De Juan Carlos I a Felipe VI

Joaquín Roy. Crédito: Cortesía del autor

Sin apenas discusión, la abdicación del monarca español es la noticia más espectacular del nuevo siglo, e incluso del largo periodo de la renacida democracia española. La novedad de la decisión tomada es al mismo tiempo, y paradójicamente, un atisbo a la normalidad y la estabilidad.

En su entorno europeo, la abdicación se encuadra en movimientos semejantes tomados por otras casas reales (Bélgica y Holanda) al dar el paso a jóvenes generaciones al mando de la máxima representación institucional. La excepción, de momento, es la corona británica, firmemente inmutable en la cabeza de la reina Isabel.

Se puede ahora especular sobre las causas de la decisión y acerca de las consecuencias. Entre las motivaciones de la importante medida debe destacarse la aceptación de las servidumbres de la edad y las enfermedades que han estado aquejando al monarca. Todo tiene un límite y la perspectiva de “morir con las botas puestas” no siempre encaja con la elegancia que era la seña de identidad de Juan Carlos.

La abdicación merece, por tanto, respeto personal y admiración institucional. También debe destacarse la conveniencia de no arriesgarse a empeorar el deterioro de la imagen de la monarquía a causa de los escándalos de parte de su familia y de los errores de cálculo del mismo monarca.

En otro terreno, el paso adoptado es una llamada a otros sectores de la sociedad española, y sobre todo de su clase política, para que acepten la renovación, sin aferrarse a los sillones y escaños eternos.

Es una invitación a los diversos protagonistas de los partidos políticos tradicionales para que se renueven a fondo, a la vista del desastre recibido en las recientes elecciones europeas. El ascenso de formaciones alternativas, sobre todo en la izquierda, es un toque de atención que no debe desestimarse. El Rey señala nuevas sendas.

Por otra parte, las especulaciones acerca de las consecuencias de la decisión son varias y complejas. Destaca, sobre todas ellas, el potencial real de su sucesor. En primer lugar, debe señalarse que el hasta ahora príncipe Felipe es el sucesor mejor formado en toda la historia de la monarquía española.

Dominador de idiomas, educado en dos continentes, alerta sobre los temas cruciales del complicado orden mundial, Felipe VI puede encarar con plena confianza el reto del nuevo cargo.

Pero no tendrá una tarea sencilla, por dos motivos principales. El primero es la comparación con su padre y el contexto que le tocó vivir, resistir y tener éxito. Haber superado el pecado original de haber sido nombrado por el dictador Francisco Franco (1939-1975) y haber contribuido a la construcción de una nueva democracia es un registro imponente.

Felipe VI hereda un sistema estabilizado. Ahora bien, y este es el segundo motivo, no será fácil por los propios problemas internos de un Estado en un mundo convulso, preñado de peligros e incógnitas.

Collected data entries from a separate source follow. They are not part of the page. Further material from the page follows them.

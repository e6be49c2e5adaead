//! Push subscription error types.

use thiserror::Error;

#[derive(Debug, Error)]
pub enum WsError {
    #[error("Connection failed: {0}")]
    ConnectionFailed(String),

    #[error("Connection closed: code={code}, reason={reason}")]
    ConnectionClosed { code: u16, reason: String },

    #[error("Message parse error: {0}")]
    ParseError(String),

    #[error("Subscription error: {0}")]
    SubscriptionError(String),

    #[error("Heartbeat timeout")]
    HeartbeatTimeout,

    #[error("Event receiver dropped")]
    ReceiverDropped,

    #[error("Tungstenite error: {0}")]
    Tungstenite(#[from] tokio_tungstenite::tungstenite::Error),

    #[error("JSON error: {0}")]
    Json(#[from] serde_json::Error),
}

pub type WsResult<T> = Result<T, WsError>;
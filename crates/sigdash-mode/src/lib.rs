//! Operating mode controller for sigdash.
//!
//! Tracks the server-confirmed LIVE/TEST mode and the optimistic state
//! shown while a toggle request is in flight.

pub mod controller;
pub mod error;

pub use controller::{ModeController, ModeState, ModeView, ReconcileOutcome};
pub use error::{ModeError, ModeResult};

Si a su padre se le perdonaban algunos defectos y errores de cálculo, este privilegio no se extenderá fácilmente a su hijo. Los movimientos de la nueva familia real se verán con lupa. Si en tiempos de Juan Carlos I las perspectivas de un referendo sobre la supervivencia de la institución monárquica se evitaban con cierto escrúpulo, tal alternativa será perfectamente factible como uno de los mecanismos de cuestionamiento del orden establecido.

También se deberá prestar atención a la actitud que pueden tomar los diferentes partidos políticos. Es notorio el registro histórico consistente en que Juan Carlos I estuvo más aceptado y protegido por la izquierda (sobre todo por el Partido Socialista Obrero Español) que por la derecha (representada por el gobernante Partido Popular, y muy especialmente durante la jefatura de José María Aznar, entre 1996 y 2004).

La derecha española nunca le perdonó a Juan Carlos no haber optado por un contexto dominado por una corte. Los socialistas se sintieron más reconocidos. Este entendimiento se presenta hoy como un enigma. Nada tendrá de extrañar que los sectores escorados a la izquierda y los moderados que están siendo golpeados por la crisis cuestionen de plano la viabilidad de la monarquía.

A nivel personal del entorno familiar, es un misterio el papel que puede jugar la nueva reina Letizia. Hasta ahora ha estado neutralizada, enmudecida (castigo diabólico para una periodista televisiva) por consignas internas. Como representante de una sociedad abierta y cuestionadora de valores tradicionales, Letizia tampoco lo tendrá fácil para superar el papel jugado por la reina Sofía, una “profesional” (calificativo de su marido) sin parangón.